-- Data listing follows --
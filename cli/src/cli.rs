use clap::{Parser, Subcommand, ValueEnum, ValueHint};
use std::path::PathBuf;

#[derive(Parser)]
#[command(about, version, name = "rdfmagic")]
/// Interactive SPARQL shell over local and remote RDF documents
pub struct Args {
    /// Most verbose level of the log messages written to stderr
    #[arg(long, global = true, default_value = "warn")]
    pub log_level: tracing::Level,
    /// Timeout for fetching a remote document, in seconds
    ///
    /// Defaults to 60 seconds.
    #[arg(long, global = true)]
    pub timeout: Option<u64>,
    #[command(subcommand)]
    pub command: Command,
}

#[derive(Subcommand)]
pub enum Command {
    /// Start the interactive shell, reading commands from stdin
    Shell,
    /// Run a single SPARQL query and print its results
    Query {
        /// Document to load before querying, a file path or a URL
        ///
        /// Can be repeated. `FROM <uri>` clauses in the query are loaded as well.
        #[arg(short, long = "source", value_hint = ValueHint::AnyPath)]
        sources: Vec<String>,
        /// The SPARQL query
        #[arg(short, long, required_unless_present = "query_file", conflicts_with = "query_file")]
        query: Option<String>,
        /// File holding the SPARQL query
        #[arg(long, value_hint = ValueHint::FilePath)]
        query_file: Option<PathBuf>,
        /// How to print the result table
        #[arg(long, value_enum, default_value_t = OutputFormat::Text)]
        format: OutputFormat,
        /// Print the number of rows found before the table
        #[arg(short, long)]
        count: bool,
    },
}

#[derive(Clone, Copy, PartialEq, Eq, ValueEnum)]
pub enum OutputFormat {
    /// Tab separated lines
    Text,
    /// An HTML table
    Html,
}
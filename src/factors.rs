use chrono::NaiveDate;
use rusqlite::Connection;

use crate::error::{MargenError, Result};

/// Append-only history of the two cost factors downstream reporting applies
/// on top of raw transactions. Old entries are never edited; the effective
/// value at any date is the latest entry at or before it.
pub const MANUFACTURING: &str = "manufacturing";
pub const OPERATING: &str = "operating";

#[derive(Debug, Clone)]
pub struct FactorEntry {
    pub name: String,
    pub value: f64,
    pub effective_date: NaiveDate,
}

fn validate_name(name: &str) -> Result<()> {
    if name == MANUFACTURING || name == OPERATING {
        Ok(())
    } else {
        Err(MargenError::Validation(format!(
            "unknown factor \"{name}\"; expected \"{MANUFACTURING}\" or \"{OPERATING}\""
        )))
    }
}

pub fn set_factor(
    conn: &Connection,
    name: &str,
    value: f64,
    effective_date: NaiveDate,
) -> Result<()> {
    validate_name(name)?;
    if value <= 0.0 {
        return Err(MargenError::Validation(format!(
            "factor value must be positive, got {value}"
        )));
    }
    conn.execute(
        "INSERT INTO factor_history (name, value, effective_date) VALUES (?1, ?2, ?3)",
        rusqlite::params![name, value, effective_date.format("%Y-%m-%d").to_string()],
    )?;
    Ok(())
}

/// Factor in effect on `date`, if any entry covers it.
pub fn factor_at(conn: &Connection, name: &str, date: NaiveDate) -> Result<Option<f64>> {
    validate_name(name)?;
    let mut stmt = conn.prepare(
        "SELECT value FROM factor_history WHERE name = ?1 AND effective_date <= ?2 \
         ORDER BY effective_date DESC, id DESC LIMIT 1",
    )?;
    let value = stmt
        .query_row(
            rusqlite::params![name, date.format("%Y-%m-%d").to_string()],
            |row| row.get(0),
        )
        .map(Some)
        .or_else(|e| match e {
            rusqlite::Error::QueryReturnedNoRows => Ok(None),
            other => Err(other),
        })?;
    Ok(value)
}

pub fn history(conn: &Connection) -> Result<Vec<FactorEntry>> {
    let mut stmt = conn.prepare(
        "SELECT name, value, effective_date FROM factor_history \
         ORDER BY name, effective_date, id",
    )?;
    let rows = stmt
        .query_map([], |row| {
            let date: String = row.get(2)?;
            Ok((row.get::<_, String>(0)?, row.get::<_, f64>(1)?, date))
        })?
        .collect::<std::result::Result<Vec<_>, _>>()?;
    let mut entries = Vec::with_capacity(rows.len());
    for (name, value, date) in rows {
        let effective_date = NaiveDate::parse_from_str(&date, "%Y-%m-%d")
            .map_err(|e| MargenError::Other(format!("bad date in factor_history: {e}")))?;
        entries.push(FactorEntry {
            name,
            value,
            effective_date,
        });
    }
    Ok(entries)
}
-- Data listing concluded --
* [Instructions for the task] With the first line being the one containing "filename src/factors.rs" and the last line the one containing "entry covers it.", transcribe exactly the lines above that fall in that range.

* [Answer space]
filename src/factors.rs
use chrono::NaiveDate;
use rusqlite::Connection;

use crate::error::{MargenError, Result};

/// Append-only history of the two cost factors downstream reporting applies
/// on top of raw transactions. Old entries are never edited; the effective
/// value at any date is the latest entry at or before it.
pub const MANUFACTURING: &str = "manufacturing";
pub const OPERATING: &str = "operating";

#[derive(Debug, Clone)]
pub struct FactorEntry {
    pub name: String,
    pub value: f64,
    pub effective_date: NaiveDate,
}

fn validate_name(name: &str) -> Result<()> {
    if name == MANUFACTURING || name == OPERATING {
        Ok(())
    } else {
        Err(MargenError::Validation(format!(
            "unknown factor \"{name}\"; expected \"{MANUFACTURING}\" or \"{OPERATING}\""
        )))
    }
}

pub fn set_factor(
    conn: &Connection,
    name: &str,
    value: f64,
    effective_date: NaiveDate,
) -> Result<()> {
    validate_name(name)?;
    if value <= 0.0 {
        return Err(MargenError::Validation(format!(
            "factor value must be positive, got {value}"
        )));
    }
    conn.execute(
        "INSERT INTO factor_history (name, value, effective_date) VALUES (?1, ?2, ?3)",
        rusqlite::params![name, value, effective_date.format("%Y-%m-%d").to_string()],
    )?;
    Ok(())
}

/// Factor in effect on `date`, if any entry covers it.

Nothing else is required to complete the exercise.